When you use on-demand provisioning, the scoping filters are not applied to the user that you selected. You can use on-demand provisioning on users who are outside the organization units that you specified.
Validate a user
To use on-demand provisioning, follow these steps:
In the Azure portal, select Azure Active Directory.
Select Azure AD Connect.
Select Manage cloud sync.
Under Configuration, select your configuration.
Under Validate, select the Provision a user button.
On the Provision on demand screen, enter the distinguished name of a user and select the Provision button.
After provisioning finishes, a success screen appears with four green check marks. Any errors appear to the left.
Get details about provisioning
Now you can look at the user information and determine if the changes that you made in the configuration have been applied. The rest of this article describes the individual sections that appear in the details of a successfully synchronized user.
The Import user section provides information on the user who was imported from Active Directory. This is what the user looks like before provisioning into Azure AD. Select the View details link to display this information.
By using this information, you can see the various attributes (and their values) that were imported. If you created a custom attribute mapping, you can see the value here.

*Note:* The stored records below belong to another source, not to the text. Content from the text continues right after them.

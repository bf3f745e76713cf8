mod constants;
mod manifests;
mod matrix;

pub use constants::*;
pub use manifests::*;
pub use matrix::*;
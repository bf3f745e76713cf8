mod matrix_test;

use std::path::Path;

use rstest::*;
use vcm_testutils::*;

use crate::prelude::*;

#[fixture]
fn test_matrix(test_matrix_yaml: String) -> CompatibilityMatrix {
    CompatibilityMatrix::from_yaml(&test_matrix_yaml).unwrap()
}

fn scenario_for(matrix: &CompatibilityMatrix, key: &ScenarioKey) -> Scenario {
    let entry = matrix.lookup(key).unwrap();
    Scenario::new(entry, matrix.chart(&key.chart).unwrap(), Path::new(TEST_CHART_ROOT))
}

fn v1_23() -> PlatformVersion {
    PlatformVersion::new(1, 23)
}
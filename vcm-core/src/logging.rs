use std::io;

// Logs go to stderr so that `vcmctl list --format json` and friends can be piped
pub fn setup_for_cli(env_filter: &str) {
    tracing_subscriber::fmt()
        .with_target(false)
        .with_env_filter(env_filter)
        .with_writer(io::stderr)
        .without_time()
        .compact()
        .init();
}
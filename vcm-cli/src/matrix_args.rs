use std::path::PathBuf;

use vcm_core::prelude::*;

#[derive(clap::Args)]
pub struct MatrixArgs {
    #[arg(long, long_help = "compatibility matrix file to use instead of the built-in one")]
    pub matrix: Option<PathBuf>,
}

impl MatrixArgs {
    pub fn load(&self) -> anyhow::Result<CompatibilityMatrix> {
        match &self.matrix {
            Some(path) => CompatibilityMatrix::load(path),
            None => Ok(CompatibilityMatrix::embedded()?.clone()),
        }
    }
}
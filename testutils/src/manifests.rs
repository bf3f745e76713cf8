use std::collections::BTreeMap;

use k8s_openapi::ByteString;
use k8s_openapi::api::apps::v1 as appsv1;
use k8s_openapi::api::core::v1 as corev1;
use k8s_openapi::apimachinery::pkg::apis::meta::v1 as metav1;

// These build the same shape of output that `helm template --show-only` produces, so that the
// decoding and validation code can be exercised without a helm binary or a chart checkout.

pub fn test_container(name: &str, image: &str, args: &[&str]) -> corev1::Container {
    corev1::Container {
        name: name.into(),
        image: Some(image.into()),
        args: if args.is_empty() { None } else { Some(args.iter().map(|a| a.to_string()).collect()) },
        ..Default::default()
    }
}

pub fn image_containers(images: &[&str]) -> Vec<corev1::Container> {
    images.iter().enumerate().map(|(i, img)| test_container(&format!("container-{i}"), img, &[])).collect()
}

pub fn rendered_daemonset(template: &str, namespace: &str, containers: Vec<corev1::Container>) -> String {
    let ds = appsv1::DaemonSet {
        metadata: test_metadata("the-daemonset", namespace),
        spec: Some(appsv1::DaemonSetSpec {
            template: pod_template(containers),
            ..Default::default()
        }),
        ..Default::default()
    };
    helm_document(template, &ds)
}

pub fn rendered_deployment(template: &str, namespace: &str, containers: Vec<corev1::Container>) -> String {
    let depl = appsv1::Deployment {
        metadata: test_metadata("the-deployment", namespace),
        spec: Some(appsv1::DeploymentSpec {
            replicas: Some(1),
            template: pod_template(containers),
            ..Default::default()
        }),
        ..Default::default()
    };
    helm_document(template, &depl)
}

pub fn rendered_secret(template: &str, namespace: &str, keys: &[&str]) -> String {
    let secret = corev1::Secret {
        metadata: test_metadata("the-secret", namespace),
        data: Some(keys.iter().map(|k| (k.to_string(), ByteString(b"test".to_vec()))).collect::<BTreeMap<_, _>>()),
        ..Default::default()
    };
    helm_document(template, &secret)
}

pub fn rendered_service_account(template: &str, namespace: &str) -> String {
    let sa = corev1::ServiceAccount {
        metadata: test_metadata("the-service-account", namespace),
        ..Default::default()
    };
    helm_document(template, &sa)
}

fn test_metadata(name: &str, namespace: &str) -> metav1::ObjectMeta {
    metav1::ObjectMeta {
        name: Some(name.into()),
        namespace: Some(namespace.into()),
        ..Default::default()
    }
}

fn pod_template(containers: Vec<corev1::Container>) -> corev1::PodTemplateSpec {
    corev1::PodTemplateSpec {
        metadata: None,
        spec: Some(corev1::PodSpec { containers, ..Default::default() }),
    }
}

fn helm_document<K: serde::Serialize>(template: &str, obj: &K) -> String {
    format!("---\n# Source: chart/{template}\n{}", serde_yaml::to_string(obj).unwrap())
}
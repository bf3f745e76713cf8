#![cfg_attr(coverage, feature(coverage_attribute))]
mod check;
mod list;
mod lookup;
mod matrix_args;

use clap::{
    Parser,
    Subcommand,
    crate_version,
};
use vcm_core::logging;
use vcm_core::prelude::*;

#[derive(Parser)]
#[command(
    about = "check rendered vSphere CPI/CSI charts against the version compatibility matrix",
    version,
    propagate_version = true
)]
struct VcmCommandRoot {
    #[command(subcommand)]
    subcommand: VcmSubcommand,

    #[arg(short, long, default_value = "warn")]
    verbosity: String,
}

#[derive(Subcommand)]
enum VcmSubcommand {
    #[command(about = "render the charts and check them against the matrix", visible_alias = "c")]
    Check(check::Args),

    #[command(about = "print the compatibility matrix", visible_aliases = &["ls", "l"])]
    List(list::Args),

    #[command(about = "print the expected images and args for one scenario")]
    Lookup(lookup::Args),

    #[command(about = "vcmctl version")]
    Version,
}

#[tokio::main]
async fn main() -> EmptyResult {
    let args = VcmCommandRoot::parse();
    logging::setup_for_cli(&args.verbosity);

    match &args.subcommand {
        VcmSubcommand::Check(args) => check::cmd(args).await,
        VcmSubcommand::List(args) => list::cmd(args),
        VcmSubcommand::Lookup(args) => lookup::cmd(args),
        VcmSubcommand::Version => {
            println!("vcmctl {}", crate_version!());
            Ok(())
        },
    }
}

#[cfg(test)]
mod tests;
use anyhow::anyhow;
use vcm_core::prelude::*;

use crate::matrix_args::MatrixArgs;

#[derive(clap::Args)]
pub struct Args {
    #[command(flatten)]
    pub matrix: MatrixArgs,

    #[arg(long, long_help = "chart name from the matrix (e.g. cpi)")]
    pub chart: String,

    #[arg(short, long, long_help = "template path inside the chart (e.g. templates/daemonset.yaml)")]
    pub template: String,

    #[arg(short = 'k', long, long_help = "kubernetes version (e.g. 1.23)")]
    pub kube_version: PlatformVersion,

    #[arg(
        long = "flag",
        long_help = "feature flag that selects a variant, as key=value; may be repeated",
        value_parser = parse_flag,
    )]
    pub flags: Vec<(String, String)>,
}

impl Args {
    pub(crate) fn key(&self) -> ScenarioKey {
        self.flags
            .iter()
            .fold(ScenarioKey::new(&self.chart, &self.template, self.kube_version), |key, (k, v)| key.with_flag(k, v))
    }
}

pub fn cmd(args: &Args) -> EmptyResult {
    let matrix = args.matrix.load()?;
    let entry = matrix.lookup(&args.key())?;
    print!("{}", serde_yaml::to_string(entry)?);
    Ok(())
}

pub(crate) fn parse_flag(s: &str) -> anyhow::Result<(String, String)> {
    match s.split_once('=') {
        Some((k, v)) if !k.is_empty() => Ok((k.into(), v.into())),
        _ => Err(anyhow!("expected key=value, got {s:?}")),
    }
}
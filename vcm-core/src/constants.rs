// Chart layout
pub const DEFAULT_CHART_ROOT: &str = ".";
pub const DEFAULT_HELM_BIN: &str = "helm";

// Scenario naming
pub const UNIQUE_ID_LEN: usize = 6;

// Concurrency
pub const DEFAULT_PARALLELISM: usize = 4;

// Kinds
pub const DAEMONSET_KIND: &str = "DaemonSet";
pub const DEPLOYMENT_KIND: &str = "Deployment";
pub const SECRET_KIND: &str = "Secret";
pub const SVC_ACCOUNT_KIND: &str = "ServiceAccount";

Determine if user is in scope
The Determine if user is in scope section provides information on whether the user who was imported to Azure AD is in scope. Select the View details link to display this information.
By using this information, you can see if the user is in scope.

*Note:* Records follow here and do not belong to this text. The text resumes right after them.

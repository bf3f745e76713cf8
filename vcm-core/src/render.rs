use std::collections::BTreeMap;
use std::path::PathBuf;
use std::process::Stdio;

use async_trait::async_trait;
#[cfg(any(test, feature = "mock"))]
use mockall::automock;
use tokio::process::Command;
use tracing::*;

use crate::errors::*;
use crate::prelude::*;

err_impl! {RenderError,
    #[error("could not render chart: {0}")]
    RenderFailure(String),

    #[error("could not decode rendered document: {0}")]
    UndecodableDocument(String),
}

#[derive(Clone, Debug, Eq, PartialEq)]
pub struct RenderRequest {
    pub chart_path: PathBuf,
    pub release_name: String,
    pub namespace: String,
    pub template: String,
    pub overrides: BTreeMap<String, String>,
    pub kube_version: PlatformVersion,
}

// Rendering is treated as a pure function of the request, so nothing upstream retries it
#[cfg_attr(any(test, feature = "mock"), automock)]
#[async_trait]
pub trait Renderer: Send + Sync {
    async fn render(&self, req: &RenderRequest) -> anyhow::Result<String>;
}

#[derive(Clone, Debug)]
pub struct HelmRenderer {
    helm_bin: String,
}

impl HelmRenderer {
    pub fn new(helm_bin: &str) -> HelmRenderer {
        HelmRenderer { helm_bin: helm_bin.into() }
    }

    pub fn args(req: &RenderRequest) -> Vec<String> {
        let mut args = vec![
            "template".into(),
            req.release_name.clone(),
            req.chart_path.to_string_lossy().into_owned(),
            "--namespace".into(),
            req.namespace.clone(),
        ];
        for (k, v) in &req.overrides {
            args.push("--set".into());
            args.push(format!("{k}={v}"));
        }
        args.extend(["--show-only".into(), req.template.clone()]);
        args.extend(["--kube-version".into(), req.kube_version.to_string()]);
        args
    }
}

impl Default for HelmRenderer {
    fn default() -> HelmRenderer {
        HelmRenderer::new(DEFAULT_HELM_BIN)
    }
}

#[async_trait]
impl Renderer for HelmRenderer {
    async fn render(&self, req: &RenderRequest) -> anyhow::Result<String> {
        let args = HelmRenderer::args(req);
        debug!("running `{} {}`", self.helm_bin, args.join(" "));

        let output = Command::new(&self.helm_bin)
            .args(&args)
            .stdin(Stdio::null())
            .stdout(Stdio::piped())
            .stderr(Stdio::piped())
            .output()
            .await
            .map_err(|err| RenderError::render_failure(&format!("could not run {}: {err}", self.helm_bin)))?;

        if !output.status.success() {
            let stderr = String::from_utf8_lossy(&output.stderr);
            return Err(RenderError::render_failure(&format!(
                "{} exited with {}: {}",
                self.helm_bin,
                output.status,
                stderr.trim()
            )));
        }

        let document = String::from_utf8(output.stdout)
            .map_err(|err| RenderError::undecodable_document(&format!("output is not utf-8: {err}")))?;
        if document.trim().is_empty() {
            let msg = format!("{} produced no output for {}", self.helm_bin, req.template);
            return Err(RenderError::render_failure(&msg));
        }

        Ok(document)
    }
}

Match user between source and target system
The Match user between source and target system section provides information on whether the user already exists in Azure AD and whether a join should occur instead of provisioning a new user. Select the View details link to display this information.

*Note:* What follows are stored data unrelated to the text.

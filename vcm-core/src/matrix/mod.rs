mod table;

use std::collections::{
    BTreeMap,
    BTreeSet,
};
use std::fmt;
use std::fs::File;
use std::path::{
    Path,
    PathBuf,
};

use lazy_static::lazy_static;
use serde::{
    Deserialize,
    Serialize,
};
use tracing::*;

use self::table::MatrixFile;
use crate::errors::*;
use crate::prelude::*;

const EMBEDDED_MATRIX_YAML: &str = include_str!("../../data/matrix.yaml");

err_impl! {MatrixError,
    #[error("duplicate matrix entry: {0}")]
    DuplicateEntry(ScenarioKey),

    #[error("no matrix entry for {0}")]
    EntryNotFound(ScenarioKey),

    #[error("invalid matrix entry: {0}")]
    InvalidEntry(String),

    #[error("unknown chart: {0}")]
    UnknownChart(String),
}

// BTreeMap so that lookup keys (and therefore scenario names) are stable
pub type FeatureFlags = BTreeMap<String, String>;

#[derive(Clone, Copy, Debug, Deserialize, Eq, Hash, PartialEq, Serialize)]
pub enum ManifestKind {
    DaemonSet,
    Deployment,
    Secret,
    ServiceAccount,
}

impl ManifestKind {
    pub fn is_workload(&self) -> bool {
        matches!(self, ManifestKind::DaemonSet | ManifestKind::Deployment)
    }
}

impl fmt::Display for ManifestKind {
    fn fmt(&self, f: &mut fmt::Formatter) -> fmt::Result {
        write!(
            f,
            "{}",
            match self {
                ManifestKind::DaemonSet => DAEMONSET_KIND,
                ManifestKind::Deployment => DEPLOYMENT_KIND,
                ManifestKind::Secret => SECRET_KIND,
                ManifestKind::ServiceAccount => SVC_ACCOUNT_KIND,
            }
        )
    }
}

#[derive(Clone, Debug, Deserialize, Eq, PartialEq, Serialize)]
#[serde(rename_all = "camelCase", deny_unknown_fields)]
pub struct ChartSpec {
    pub name: String,
    pub path: PathBuf,
    pub release_prefix: String,

    // Values the chart refuses to render without; each scenario gets a fresh random value
    #[serde(default, skip_serializing_if = "Vec::is_empty")]
    pub randomized_values: Vec<String>,
}

#[derive(Clone, Debug, Eq, Hash, Ord, PartialEq, PartialOrd, Serialize)]
#[serde(rename_all = "camelCase")]
pub struct ScenarioKey {
    pub chart: String,
    pub template: String,
    pub kube_version: PlatformVersion,

    #[serde(skip_serializing_if = "BTreeMap::is_empty")]
    pub feature_flags: FeatureFlags,
}

impl ScenarioKey {
    pub fn new(chart: &str, template: &str, kube_version: PlatformVersion) -> ScenarioKey {
        ScenarioKey {
            chart: chart.into(),
            template: template.into(),
            kube_version,
            feature_flags: FeatureFlags::new(),
        }
    }

    pub fn with_flag(mut self, name: &str, value: &str) -> ScenarioKey {
        self.feature_flags.insert(name.into(), value.into());
        self
    }

    pub fn without_flags(&self) -> ScenarioKey {
        ScenarioKey { feature_flags: FeatureFlags::new(), ..self.clone() }
    }
}

impl fmt::Display for ScenarioKey {
    fn fmt(&self, f: &mut fmt::Formatter) -> fmt::Result {
        write!(f, "{}/{} @ kubernetes {}", self.chart, self.template, self.kube_version)?;
        if !self.feature_flags.is_empty() {
            let flags: Vec<_> = self.feature_flags.iter().map(|(k, v)| format!("{k}={v}")).collect();
            write!(f, " [{}]", flags.join(", "))?;
        }
        Ok(())
    }
}

#[derive(Clone, Debug, Deserialize, Eq, PartialEq, Serialize)]
#[serde(deny_unknown_fields)]
pub struct ExpectedArgs {
    pub container: String,
    pub args: Vec<String>,
}

#[derive(Clone, Debug, Eq, PartialEq, Serialize)]
#[serde(rename_all = "camelCase")]
pub struct CompatibilityEntry {
    #[serde(flatten)]
    pub key: ScenarioKey,
    pub kind: ManifestKind,

    // Fixed `--set` overrides that aren't feature flags (e.g., credentials for the secret)
    #[serde(skip_serializing_if = "BTreeMap::is_empty")]
    pub values: BTreeMap<String, String>,

    #[serde(skip_serializing_if = "Vec::is_empty")]
    pub expected_images: Vec<String>,

    #[serde(skip_serializing_if = "Option::is_none")]
    pub expected_args: Option<ExpectedArgs>,

    #[serde(skip_serializing_if = "Vec::is_empty")]
    pub expected_data_keys: Vec<String>,

    // Other manifests from the same chart that have to meet the same expectations
    #[serde(skip_serializing_if = "Vec::is_empty")]
    pub extra_templates: Vec<String>,
}

impl CompatibilityEntry {
    pub fn templates(&self) -> impl Iterator<Item = &str> {
        std::iter::once(self.key.template.as_str()).chain(self.extra_templates.iter().map(String::as_str))
    }
}

#[derive(Clone, Debug, Default)]
pub struct CompatibilityMatrix {
    charts: BTreeMap<String, ChartSpec>,
    entries: BTreeMap<ScenarioKey, CompatibilityEntry>,
}

impl CompatibilityMatrix {
    pub fn embedded() -> anyhow::Result<&'static CompatibilityMatrix> {
        EMBEDDED_MATRIX.as_ref().map_err(|err| anyhow!("embedded compatibility matrix is invalid: {err}"))
    }

    pub fn load(path: &Path) -> anyhow::Result<CompatibilityMatrix> {
        info!("loading compatibility matrix from {}", path.display());
        let file: MatrixFile = serde_yaml::from_reader(File::open(path)?)?;
        file.expand()
    }

    pub fn from_yaml(data: &str) -> anyhow::Result<CompatibilityMatrix> {
        let file: MatrixFile = serde_yaml::from_str(data)?;
        file.expand()
    }

    pub fn lookup(&self, key: &ScenarioKey) -> anyhow::Result<&CompatibilityEntry> {
        self.entries.get(key).ok_or_else(|| MatrixError::entry_not_found(key))
    }

    pub fn chart(&self, name: &str) -> anyhow::Result<&ChartSpec> {
        self.charts.get(name).ok_or_else(|| MatrixError::unknown_chart(name))
    }

    pub fn charts(&self) -> impl Iterator<Item = &ChartSpec> {
        self.charts.values()
    }

    pub fn entries(&self) -> impl Iterator<Item = &CompatibilityEntry> {
        self.entries.values()
    }

    pub fn versions(&self, chart: &str) -> BTreeSet<PlatformVersion> {
        self.entries.keys().filter(|k| k.chart == chart).map(|k| k.kube_version).collect()
    }

    pub fn len(&self) -> usize {
        self.entries.len()
    }

    pub fn is_empty(&self) -> bool {
        self.entries.is_empty()
    }

    fn insert_chart(&mut self, chart: ChartSpec) -> EmptyResult {
        if self.charts.contains_key(&chart.name) {
            return Err(MatrixError::invalid_entry(&format!("chart {} declared twice", chart.name)));
        }
        self.charts.insert(chart.name.clone(), chart);
        Ok(())
    }

    fn insert_entry(&mut self, entry: CompatibilityEntry) -> EmptyResult {
        if !self.charts.contains_key(&entry.key.chart) {
            return Err(MatrixError::unknown_chart(&entry.key.chart));
        }

        if self.entries.contains_key(&entry.key) {
            return Err(MatrixError::duplicate_entry(&entry.key));
        }
        self.entries.insert(entry.key.clone(), entry);
        Ok(())
    }
}

lazy_static! {
    static ref EMBEDDED_MATRIX: anyhow::Result<CompatibilityMatrix> =
        CompatibilityMatrix::from_yaml(EMBEDDED_MATRIX_YAML);
}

By using this information, you can see whether a match was found or if a new user is going to be created.
The matching details show a message with one of the three following operations:
- Create: A user is created in Azure AD.
- Update: A user is updated based on a change made in the configuration.
- Delete: A user is removed from Azure AD.
Depending on the type of operation that you've performed, the message will vary.
The Perform action section provides information on the user who was provisioned or exported into Azure AD after the configuration was applied. This is what the user looks like after provisioning into Azure AD. Select the View details link to display this information.
By using this information, you can see the values of the attributes after the configuration was applied. Do they look similar to what was imported, or are they different? Was the configuration applied successfully?
This process enables you to trace the attribute transformation as it moves through the cloud and into your Azure AD tenant.